2017-05-07 2 min read

    The more I code the more I’m convinced that the quality of tools determines the value of a programming language. Some languages, such as Haskell, have wonderful and elegant design and are a joy to write but mostly remain hobby languages. Other languages, on the other hand, such as Java, may be rote and uninspired but have a massive amount of supported tools that allow them to keep growing. Unless we’re exploring or playing around the ultimate goal of every line of code we write is for it to be deployed to production and solid tools allow that to happen. Unfortunately, this also leads to a “rich get richer” scenario where a popular language continues to grow with an evolving and more compelling toolset rather than on any individual merits. And while the result is a better experience than it was before these new tools other languages may not have even gotten the chance to succeed.

    Java grew alongside the JVM which is the foundation Scala and Clojure built on.

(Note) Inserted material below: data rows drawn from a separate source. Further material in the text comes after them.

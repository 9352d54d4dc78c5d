//! Tree rendering for each growth stage.

use ratatui::{
    layout::{Alignment, Rect},
    style::{Color, Style, Stylize},
    symbols,
    text::{Line, Span},
    widgets::{Block, Borders, Paragraph},
    Frame,
};

use crate::app::App;
use crate::stage::GrowthStage;

use super::colors;

/// Rows of art per stage. The last row is the ground.
const ART_ROWS: usize = 7;

/// ASCII art for a growth stage.
pub fn stage_art(stage: GrowthStage) -> [&'static str; ART_ROWS] {
    match stage {
        GrowthStage::Seed => [
            "             ",
            "             ",
            "             ",
            "             ",
            "             ",
            "      ●      ",
            "▁▁▁▁▁▁▁▁▁▁▁▁▁",
        ],
        GrowthStage::Sprout => [
            "             ",
            "             ",
            "             ",
            "    \\   /    ",
            "     \\ /     ",
            "      │      ",
            "▁▁▁▁▁▁●▁▁▁▁▁▁",
        ],
        GrowthStage::Sapling => [
            "             ",
            "      ♣      ",
            "   \\ /│\\ /   ",
            "    \\ │ /    ",
            "     \\│/     ",
            "      │      ",
            "▁▁▁▁▁▁┴▁▁▁▁▁▁",
        ],
        GrowthStage::Tree => [
            "     ♣♣♣     ",
            "   ♣♣♣♣♣♣♣   ",
            "  ♣♣♣♣♣♣♣♣♣  ",
            "   ♣♣♣│♣♣♣   ",
            "    \\ │ /    ",
            "      │      ",
            "▁▁▁▁▁▁┴▁▁▁▁▁▁",
        ],
    }
}

/// Draws the tree for the current progress.
pub fn draw_tree(frame: &mut Frame, area: Rect, app: &App) {
    let stage = app.session.stage();
    let foliage = Style::default().fg(colors::stage(stage));
    let soil = Style::default().fg(colors::SOIL);

    let art = stage_art(stage);
    let mut lines: Vec<Line> = art[..ART_ROWS - 1]
        .iter()
        .map(|row| Line::from(Span::styled(*row, foliage)))
        .collect();
    lines.push(Line::from(Span::styled(art[ART_ROWS - 1], soil)));
    lines.push(Line::from(""));
    lines.push(Line::from(Span::styled(
        stage.label(),
        foliage.bold(),
    )));

    let block = Block::default()
        .borders(Borders::ALL)
        .border_style(Style::default().fg(colors::BORDER))
        .border_set(symbols::border::ROUNDED)
        .title(Line::from(vec![
            Span::styled(" ", Style::default()),
            Span::styled("🌱", Style::default()),
            Span::styled(" Growth ", Style::default().fg(Color::White).bold()),
        ]));

    let tree = Paragraph::new(lines)
        .block(block)
        .alignment(Alignment::Center);

    frame.render_widget(tree, area);
}

#[cfg(test)]
mod tests {
    use super::*;

    #[test]
    fn test_every_stage_has_art_of_equal_width() {
        for stage in GrowthStage::ALL {
            let art = stage_art(stage);
            let width = art[0].chars().count();
            assert!(art.iter().all(|row| row.chars().count() == width));
        }
    }

    #[test]
    fn test_stages_have_distinct_art() {
        assert_ne!(stage_art(GrowthStage::Seed), stage_art(GrowthStage::Sprout));
        assert_ne!(stage_art(GrowthStage::Sapling), stage_art(GrowthStage::Tree));
    }
}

They brought a nice, functional touch to the JVM which wouldn’t have happened without Java’s success - and Java 8 itself has embraced some of these functional elements.

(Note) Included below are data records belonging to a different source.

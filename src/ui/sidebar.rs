//! Left column: preset list and SOS allow-list panel.

use ratatui::{
    layout::Rect,
    style::{Color, Modifier, Style, Stylize},
    symbols,
    text::{Line, Span},
    widgets::{Block, Borders, List, ListItem, Paragraph},
    Frame,
};

use crate::app::{App, Panel};
use crate::duration::preset_label;

use super::colors;

/// Height of the SOS panel: borders, status line, and the app list when enabled.
pub fn sos_panel_height(app: &App) -> u16 {
    let rows = if app.sos.is_enabled() {
        2 + app.settings.allowed_apps.len()
    } else {
        1
    };
    u16::try_from(rows + 2).unwrap_or(u16::MAX)
}

fn panel_block(icon: &'static str, title: &'static str, focused: bool) -> Block<'static> {
    let border = if focused { colors::PRIMARY } else { colors::BORDER };
    Block::default()
        .borders(Borders::ALL)
        .border_style(Style::default().fg(border))
        .border_set(symbols::border::ROUNDED)
        .title(Line::from(vec![
            Span::styled(" ", Style::default()),
            Span::styled(icon, Style::default().fg(colors::ACCENT)),
            Span::styled(" ", Style::default()),
            Span::styled(title, Style::default().fg(Color::White).bold()),
            Span::styled(" ", Style::default()),
        ]))
}

/// Draws the preset list.
pub fn draw_presets(frame: &mut Frame, area: Rect, app: &App) {
    let focused = app.panel == Panel::Presets;
    // Presets are locked while a session runs
    let locked = app.session.is_running();

    let items: Vec<ListItem> = app
        .settings
        .presets
        .iter()
        .enumerate()
        .map(|(idx, &minutes)| {
            let is_selected = focused && app.presets_state.selected() == Some(idx);
            let style = if is_selected && !locked {
                Style::default()
                    .bg(colors::SELECTION)
                    .fg(colors::SELECTION_TEXT)
            } else if locked {
                Style::default().fg(colors::MUTED)
            } else {
                Style::default()
            };

            ListItem::new(Line::from(vec![
                Span::styled(
                    if is_selected { " ▸ " } else { "   " },
                    Style::default().fg(colors::PRIMARY),
                ),
                Span::styled(preset_label(minutes), style.add_modifier(Modifier::BOLD)),
            ]))
            .style(style)
        })
        .collect();

    let list = List::new(items)
        .block(panel_block("⏲", "Presets", focused))
        .highlight_symbol("");

    frame.render_stateful_widget(list, area, &mut app.presets_state.clone());
}

/// Draws the SOS mode status and, when enabled, the allowed apps.
pub fn draw_sos_panel(frame: &mut Frame, area: Rect, app: &App) {
    let focused = app.panel == Panel::Apps;
    let block = panel_block("🆘", "SOS", focused);

    let mut lines = Vec::new();
    if !app.sos.is_enabled() {
        lines.push(Line::from(vec![
            Span::styled(" OFF ", Style::default().fg(colors::MUTED).bold()),
            Span::styled("press 's' for emergencies", Style::default().fg(colors::MUTED)),
        ]));
        frame.render_widget(Paragraph::new(lines).block(block), area);
        return;
    }

    lines.push(Line::from(vec![
        Span::styled(" ON ", Style::default().fg(colors::WARNING).bold()),
        Span::styled(
            format!("{} app(s) allowed", app.sos.allowed_count()),
            Style::default().fg(colors::SECONDARY),
        ),
    ]));
    lines.push(Line::from(""));

    let selected = app.apps_state.selected();
    for (idx, name) in app.settings.allowed_apps.iter().enumerate() {
        let is_selected = focused && selected == Some(idx);
        let allowed = app.sos.is_allowed(name);
        let style = if is_selected {
            Style::default()
                .bg(colors::SELECTION)
                .fg(colors::SELECTION_TEXT)
        } else {
            Style::default()
        };
        lines.push(
            Line::from(vec![
                Span::styled(
                    if allowed { " [✓] " } else { " [ ] " },
                    Style::default().fg(if allowed { colors::SUCCESS } else { colors::MUTED }),
                ),
                Span::styled(name.as_str(), style),
            ])
            .style(style),
        );
    }

    frame.render_widget(Paragraph::new(lines).block(block), area);
}

#[cfg(test)]
mod tests {
    use super::*;
    use crate::config::Settings;
    use crate::focus::testing::RecordingSource;

    #[test]
    fn test_sos_panel_grows_with_app_list() {
        let (source, _) = RecordingSource::new();
        let mut app = App::new(Settings::default(), Box::new(source));
        assert_eq!(sos_panel_height(&app), 3);

        app.sos.toggle_mode();
        assert_eq!(sos_panel_height(&app), 2 + 3 + 2);
    }
}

    JavaScript is another great example. A decade ago jQuery was the way front end development was done. Until it was supplanted by Angular. Until it was replaced by React. One of the major reasons for these shifts was the introduction of tools that improved the build process. Without webpack or browserify it would be possible, but definitely unpleasant, to work in React. In this case the tools evolved alongside the language with each one feeding of the other. And if there are some adjacent benefits introduced - such as CSS preprocessors and various JavaScript supersets - that’s even better. As I write this I’m starting to think that it may even be the tools themselves that drive the growth of a language since they are in fact its truest customer.